[Extracted records]
== Segment start ==
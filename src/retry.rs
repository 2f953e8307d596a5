//! Caller-initiated repeats of a failed search with exponential backoff.
//!
//! The core never retries on its own. The CLI opts in with `--retries N`,
//! and each attempt is a full [`Desk::run`], so the store goes through
//! `loading → failed → loading → …` like any other repeated search.
//!
//! # Backoff Strategy
//!
//! ```text
//! delay = min(base_delay * 2^(attempt-1), max_delay) + random_jitter(0..=jitter)
//! ```
//!
//! Only [`SearchError::RequestFailed`] is repeated; a malformed response or
//! an unknown provider will not change on a second try.

use rand::{Rng, rng};
use std::time::{Duration, Instant};
use tokio::time::sleep;
use tracing::{error, instrument, warn};

use crate::desk::{Desk, SearchRequest};
use crate::search::{SearchError, Transport};

#[derive(Debug, Clone, Copy, PartialEq, Eq)]
pub struct Backoff {
    /// Repeats after the first attempt; zero disables retrying.
    pub max_retries: usize,
    /// Delay before the first repeat, doubled each time.
    pub base_delay: Duration,
    /// Cap on the exponential part of the delay.
    pub max_delay: Duration,
    /// Upper bound of the random jitter added to every delay.
    pub jitter: Duration,
}

impl Backoff {
    pub fn new(max_retries: usize, base_delay: Duration) -> Self {
        Self {
            max_retries,
            base_delay,
            max_delay: Duration::from_secs(30),
            jitter: Duration::from_millis(250),
        }
    }

    /// Delay before repeat number `attempt` (1-based), without jitter.
    pub fn delay(&self, attempt: usize) -> Duration {
        let shift = attempt.saturating_sub(1).min(31) as u32;
        self.base_delay.saturating_mul(1 << shift).min(self.max_delay)
    }

    fn jittered(&self, attempt: usize) -> Duration {
        let jitter_ms: u64 = rng().random_range(0..=self.jitter.as_millis() as u64);
        self.delay(attempt) + Duration::from_millis(jitter_ms)
    }
}

/// Run `request` on `desk`, repeating retryable failures per `backoff`.
#[instrument(level = "info", skip_all, fields(provider = %request.provider, max = backoff.max_retries))]
pub async fn run_with_retries<T: Transport>(
    desk: &mut Desk<T>,
    request: &SearchRequest,
    backoff: &Backoff,
) -> Result<usize, SearchError> {
    let total_t0 = Instant::now();
    let mut attempt = 0usize;

    loop {
        match desk.run(request).await {
            Ok(count) => return Ok(count),
            Err(e) if !e.is_retryable() => return Err(e),
            Err(e) => {
                attempt += 1;
                if attempt > backoff.max_retries {
                    if backoff.max_retries > 0 {
                        error!(
                            attempt,
                            elapsed_ms_total = total_t0.elapsed().as_millis() as u64,
                            error = %e,
                            "search exhausted retries"
                        );
                    }
                    return Err(e);
                }

                let delay = backoff.jittered(attempt);
                warn!(attempt, ?delay, error = %e, "search failed; backing off");
                sleep(delay).await;
            }
        }
    }
}
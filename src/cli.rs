//! Command-line interface definitions for News Desk.
//!
//! This module defines the CLI arguments and options using the `clap` crate.
//! API keys can be provided via flags or environment variables.

use chrono::NaiveDate;
use clap::{Parser, ValueEnum};

use crate::config::Config;
use crate::desk::{Mode, SearchRequest};
use crate::models::{FilterCriteria, ProviderId};

/// Which provider endpoint to hit.
#[derive(ValueEnum, Clone, Copy, Debug, PartialEq, Eq)]
pub enum ModeArg {
    /// Provider search with the given filters
    Search,
    /// Current top stories, filters ignored
    Headlines,
    /// Top stories filtered locally
    Feed,
}

impl From<ModeArg> for Mode {
    fn from(mode: ModeArg) -> Self {
        match mode {
            ModeArg::Search => Mode::Search,
            ModeArg::Headlines => Mode::Headlines,
            ModeArg::Feed => Mode::Feed,
        }
    }
}

/// Command-line arguments for the News Desk application.
///
/// # Examples
///
/// ```sh
/// # Guardian search for one day
/// news_desk -p guardian -k floods -d 2024-05-01
///
/// # NYT top stories filtered by section, keys from the environment
/// NYT_API_KEY=... news_desk -p nyt --mode feed -c politics
///
/// # Retry network failures twice and save the result
/// news_desk -p newsapi -k election --retries 2 --save-dir ./state
/// ```
#[derive(Parser, Debug)]
#[command(author, version, about)]
pub struct Cli {
    /// News provider: headline (newsapi), longform (nyt) or regional (guardian)
    #[arg(short, long, default_value = "headline")]
    pub provider: String,

    /// What to fetch
    #[arg(short, long, value_enum, default_value_t = ModeArg::Search)]
    pub mode: ModeArg,

    /// Case-insensitive keyword
    #[arg(short, long)]
    pub keyword: Option<String>,

    /// Publication day, YYYY-MM-DD
    #[arg(short, long, value_parser = parse_day)]
    pub date: Option<NaiveDate>,

    /// Section or category
    #[arg(short, long)]
    pub category: Option<String>,

    /// Source name or NewsAPI source id
    #[arg(short, long)]
    pub source: Option<String>,

    /// Author name
    #[arg(short, long)]
    pub author: Option<String>,

    /// Optional path to a YAML config file
    #[arg(long)]
    pub config: Option<String>,

    /// NewsAPI key
    #[arg(long, env = "NEWSAPI_KEY", hide_env_values = true)]
    pub newsapi_key: Option<String>,

    /// New York Times API key
    #[arg(long, env = "NYT_API_KEY", hide_env_values = true)]
    pub nyt_api_key: Option<String>,

    /// Guardian Open Platform key
    #[arg(long, env = "GUARDIAN_API_KEY", hide_env_values = true)]
    pub guardian_api_key: Option<String>,

    /// Repeat network failures this many times with backoff
    #[arg(long, default_value_t = 0)]
    pub retries: usize,

    /// Directory for last_search.json
    #[arg(long)]
    pub save_dir: Option<String>,

    /// Print the saved last search instead of fetching
    #[arg(long, requires = "save_dir")]
    pub show_last: bool,

    /// Clear results instead of fetching; also deletes the saved last search
    #[arg(long, conflicts_with = "show_last")]
    pub clear: bool,

    /// Print the store view as JSON instead of Markdown
    #[arg(long)]
    pub json: bool,
}

fn parse_day(s: &str) -> Result<NaiveDate, String> {
    NaiveDate::parse_from_str(s.trim(), "%Y-%m-%d").map_err(|e| format!("expected YYYY-MM-DD: {e}"))
}

impl Cli {
    pub fn criteria(&self) -> FilterCriteria {
        FilterCriteria {
            keyword: self.keyword.clone(),
            date: self.date,
            category: self.category.clone(),
            source: self.source.clone(),
            author: self.author.clone(),
        }
    }

    pub fn request(&self) -> SearchRequest {
        SearchRequest {
            provider: self.provider.clone(),
            criteria: self.criteria(),
            mode: self.mode.into(),
        }
    }

    /// Keys from flags or environment take precedence over the config file.
    pub fn apply_api_keys(&self, config: &mut Config) {
        config.set_api_key(ProviderId::Headline, self.newsapi_key.clone());
        config.set_api_key(ProviderId::LongForm, self.nyt_api_key.clone());
        config.set_api_key(ProviderId::Regional, self.guardian_api_key.clone());
    }
}
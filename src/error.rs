//! Error type for the pdfjpg library.
//!
//! Every job is all-or-nothing, so there is a single fatal error type,
//! [`ConvertError`]. The first failure aborts the job and is returned as
//! `Err(ConvertError)`; there is no per-page partial-success channel.
//!
//! Callers that only need the "did it work, and what do I tell the user"
//! view can reduce a result to [`crate::job::JobOutcome`].

use std::path::PathBuf;
use thiserror::Error;

/// All errors returned by the pdfjpg library.
#[derive(Debug, Error)]
pub enum ConvertError {
    // ── Engine errors ─────────────────────────────────────────────────────
    /// The PDFium library could not be located. Fails every PDF→JPG job.
    #[error(
        "PDF rendering engine not found: {detail}\n\n\
Place the PDFium library in a `pdfium/` folder next to the executable,\n\
set PDFIUM_LIB_PATH=/path/to/libpdfium, or run `pdfjpg engine fetch`."
    )]
    EngineNotFound { detail: String },

    /// The PDFium library exists but could not be loaded.
    #[error("Failed to bind to PDFium library '{path}': {reason}")]
    EngineBindFailed { path: PathBuf, reason: String },

    // ── Input errors ──────────────────────────────────────────────────────
    /// Input file was not found at the given path.
    #[error("File not found: '{path}'")]
    FileNotFound { path: PathBuf },

    /// Process does not have read permission on the file.
    #[error("Permission denied reading '{path}'")]
    PermissionDenied { path: PathBuf },

    /// The file exists and was read, but is not a PDF.
    #[error("File is not a valid PDF: '{path}'\nFirst bytes: {magic:?}")]
    NotAPdf { path: PathBuf, magic: [u8; 4] },

    /// PDF structure could not be parsed or loaded.
    #[error("PDF '{path}' is corrupt: {detail}")]
    CorruptPdf { path: PathBuf, detail: String },

    /// No images were supplied to the JPG→PDF assembler.
    #[error("No images selected")]
    EmptyInput,

    /// An input image could not be opened or decoded.
    #[error("Failed to open image '{path}': {detail}")]
    ImageOpenFailed { path: PathBuf, detail: String },

    // ── Processing errors ─────────────────────────────────────────────────
    /// pdfium failed on a specific page (1-indexed).
    #[error("Rasterisation failed for page {page}: {detail}")]
    RasterisationFailed { page: usize, detail: String },

    /// A rendered page could not be encoded or written as JPEG.
    #[error("Failed to save image '{path}': {detail}")]
    ImageSaveFailed { path: PathBuf, detail: String },

    /// Could not create the output directory or write the output file.
    #[error("Failed to write output '{path}': {source}")]
    OutputWriteFailed {
        path: PathBuf,
        #[source]
        source: std::io::Error,
    },

    /// One document of a multi-document batch failed; the batch stopped there.
    #[error("{} failed: {source}", file_label(.path))]
    BatchItemFailed {
        path: PathBuf,
        #[source]
        source: Box<ConvertError>,
    },

    // ── Config / runtime errors ───────────────────────────────────────────
    /// Builder validation failed.
    #[error("Invalid configuration: {0}")]
    InvalidConfig(String),

    /// A job was submitted while another one is still running.
    #[error("A conversion is already running; wait for it to finish")]
    JobInFlight,

    /// Unexpected internal error.
    #[error("Internal error: {0}")]
    Internal(String),
}

fn file_label(path: &std::path::Path) -> String {
    path.file_name()
        .map(|n| n.to_string_lossy().into_owned())
        .unwrap_or_else(|| path.display().to_string())
}

impl From<pdfium_locate::LocateError> for ConvertError {
    fn from(e: pdfium_locate::LocateError) -> Self {
        match e {
            pdfium_locate::LocateError::Bind { path, reason } => {
                ConvertError::EngineBindFailed { path, reason }
            }
            other => ConvertError::EngineNotFound {
                detail: other.to_string(),
            },
        }
    }
}
//! Pipeline stages for both conversion directions.
//!
//! Each submodule implements one step and is testable on its own.
//!
//! ## Data Flow
//!
//! ```text
//! PDF→JPG:  input ──▶ pages ──▶ render ──▶ jpeg
//!          (checks)  (lopdf)   (pdfium)   (encode + save)
//!
//! JPG→PDF:  input ──▶ jpeg ──▶ assemble
//!          (expand)  (pass-through or re-encode)  (lopdf)
//! ```
//!
//! 1. [`input`]   : validate PDFs, derive output names, expand image folders
//! 2. [`pages`]   : count pages without loading the rendering engine
//! 3. [`render`]  : rasterise pages one at a time; blocking, because pdfium
//!    is not async-safe
//! 4. [`jpeg`]    : colour normalisation, JPEG encoding, SOF inspection
//! 5. [`assemble`]: build the merged PDF and write it atomically

pub mod assemble;
pub mod input;
pub mod jpeg;
pub mod pages;
pub mod render;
== Segment end ==
## Prompt
From the records above, print only the lines between the one holding "with exponential backoff." and the one holding "pub struct Backoff", inclusive, exactly as they stand.

## Solution to this task
//! Caller-initiated repeats of a failed search with exponential backoff.
//!
//! The core never retries on its own. The CLI opts in with `--retries N`,
//! and each attempt is a full [`Desk::run`], so the store goes through
//! `loading → failed → loading → …` like any other repeated search.
//!
//! # Backoff Strategy
//!
//! ```text
//! delay = min(base_delay * 2^(attempt-1), max_delay) + random_jitter(0..=jitter)
//! ```
//!
//! Only [`SearchError::RequestFailed`] is repeated; a malformed response or
//! an unknown provider will not change on a second try.

use rand::{Rng, rng};
use std::time::{Duration, Instant};
use tokio::time::sleep;
use tracing::{error, instrument, warn};

use crate::desk::{Desk, SearchRequest};
use crate::search::{SearchError, Transport};

#[derive(Debug, Clone, Copy, PartialEq, Eq)]
pub struct Backoff {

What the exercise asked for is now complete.